Conférences

Obstacles au mariage dans le droit et la pratique canoniques: les règlements de consanguinité et le cas des mariages mixtes orthodoxes-catholiques à Kyivan Rus », ca. 1 000–1241

Obstacles au mariage dans le droit et la pratique canoniques: les règlements de consanguinité et le cas des mariages mixtes orthodoxes-catholiques à Kyivan Rus », ca. 1 000–1241

XIV: Quatorzième Congrès international de droit canonique médiéval

5-11 août 2012 (Toronto, Canada)

Obstacles au mariage dans le droit et la pratique canoniques: les règlements de consanguinité et le cas des mariages mixtes orthodoxes-catholiques à Kyivan Rus », ca. 1 000–1241

Zajac, Talia

Sommaire

Cet article cherchait à répondre à la question de savoir pourquoi les alliances de mariage russes étaient encore conclues avec des dirigeants catholiques même après le passage au culte orthodoxe. Les chercheurs ont eu du mal à comprendre les alliances entre les mariages catholiques et orthodoxes au haut Moyen Âge. Les distances n'avaient pas non plus de sens, de la France à la Russie - il était peu utile d'avoir un allié aussi loin. Pourquoi? La réponse proposée par Zajac était que les dirigeants préféraient épouser des familles éloignées plutôt que de risquer la consanguinité en épousant les familles Rus plus près de chez eux. Les règles de consanguinité ont été calculées différemment en Rus que dans d'autres régions, et ont suivi des règlements canoniques différents.

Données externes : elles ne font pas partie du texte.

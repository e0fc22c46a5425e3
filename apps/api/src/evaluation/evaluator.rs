//! Evaluation flow: one prompt, two providers, one normalized outcome each.
//!
//! Calls are sequential (Gemini, then GPT). A provider error becomes a
//! `CallFailed` outcome for that provider only.

use chrono::Utc;
use serde::{Deserialize, Serialize};
use tracing::{info, warn};

use crate::errors::AppError;
use crate::evaluation::normalizer::{normalize, NormalizationFailure};
use crate::evaluation::prompts::{
    render_prompt, COVER_LETTER_PROMPT_TEMPLATE, EVALUATION_PROMPT_TEMPLATE,
    RESUME_POINTS_PROMPT_TEMPLATE,
};
use crate::evaluation::record::EvaluationRecord;
use crate::llm_client::{ModelChoice, ModelClient, ModelSet};
use crate::session::{EvaluationSession, Followup};

/// What one provider's evaluation turned into.
#[derive(Debug, Clone, Serialize)]
#[serde(tag = "status", rename_all = "snake_case")]
pub enum ModelOutcome {
    Parsed { record: EvaluationRecord },
    /// The model answered, but not with anything record-shaped.
    Unparseable { failure: NormalizationFailure },
    CallFailed { message: String },
}

impl ModelOutcome {
    #[cfg(test)]
    pub fn record(&self) -> Option<&EvaluationRecord> {
        match self {
            ModelOutcome::Parsed { record } => Some(record),
            _ => None,
        }
    }
}

#[derive(Debug, Clone, Serialize)]
pub struct Comparison {
    pub gemini: ModelOutcome,
    pub gpt: ModelOutcome,
}

impl Comparison {
    pub fn outcome(&self, choice: ModelChoice) -> &ModelOutcome {
        match choice {
            ModelChoice::Gemini => &self.gemini,
            ModelChoice::Gpt => &self.gpt,
        }
    }
}

#[derive(Debug, Clone, Copy, PartialEq, Eq, Serialize, Deserialize)]
#[serde(rename_all = "snake_case")]
pub enum FollowupKind {
    CoverLetter,
    ResumePoints,
}

impl FollowupKind {
    fn template(self) -> &'static str {
        match self {
            FollowupKind::CoverLetter => COVER_LETTER_PROMPT_TEMPLATE,
            FollowupKind::ResumePoints => RESUME_POINTS_PROMPT_TEMPLATE,
        }
    }
}

/// Asks both providers to evaluate the résumé against the JD.
pub async fn evaluate(models: &ModelSet, resume_text: &str, jd_text: &str) -> Comparison {
    let prompt = render_prompt(EVALUATION_PROMPT_TEMPLATE, resume_text, jd_text);

    let gemini = evaluate_with(models.gemini.as_ref(), &prompt).await;
    let gpt = evaluate_with(models.gpt.as_ref(), &prompt).await;

    Comparison { gemini, gpt }
}

async fn evaluate_with(model: &dyn ModelClient, prompt: &str) -> ModelOutcome {
    let provider = model.provider();
    info!("Requesting {provider} evaluation");

    let raw = match model.call(prompt).await {
        Ok(raw) => raw,
        Err(e) => {
            warn!("{provider} evaluation call failed: {e}");
            return ModelOutcome::CallFailed {
                message: e.to_string(),
            };
        }
    };

    match normalize(&raw) {
        Ok(record) => {
            info!(
                "{provider} evaluation parsed: match={}",
                record.description_match.as_deref().unwrap_or("?")
            );
            ModelOutcome::Parsed { record }
        }
        Err(failure) => {
            warn!("{provider} evaluation unparseable: {}", failure.reason);
            ModelOutcome::Unparseable { failure }
        }
    }
}

/// Generates a cover letter or résumé bullet suggestions for `session`.
/// The model's markdown is returned untouched.
pub async fn generate_followup(
    models: &ModelSet,
    session: &EvaluationSession,
    kind: FollowupKind,
    choice: ModelChoice,
) -> Result<Followup, AppError> {
    let prompt = render_prompt(kind.template(), &session.resume_text, &session.jd_text);
    info!("Generating {kind:?} for session {} with {choice}", session.id);

    let markdown = models
        .get(choice)
        .call(&prompt)
        .await
        .map_err(|e| AppError::Llm(format!("{choice} {kind:?} generation failed: {e}")))?;

    Ok(Followup {
        model: choice,
        markdown,
        created_at: Utc::now(),
    })
}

Elle a étudié les enseignements pertinents sur la consanguinité et comment elle était appliquée dans la pratique. Les manuscrits existants sont problématiques parce qu'ils sont en retard - et utilisent des généalogies médiévales. La consanguinité était comptée par générations, l'interdiction étant étendue à sept degrés (une possible influence germanique). Cela posait de sérieuses difficultés pratiques dans le choix du partenaire du mariage, donc si les futurs époux partageaient un arrière-arrière-arrière-arrière-grand-parent, ils ne pouvaient pas se marier. Le mariage n'était pas non plus autorisé s'il s'agissait de l'amant ou de la veuve d'un cousin au sixième ou au septième degré. Le nombre de parents que vous ne pouviez pas épouser a également augmenté avec le temps, y compris des interdictions telles qu’empêcher deux cousins ​​d’épouser deux sœurs.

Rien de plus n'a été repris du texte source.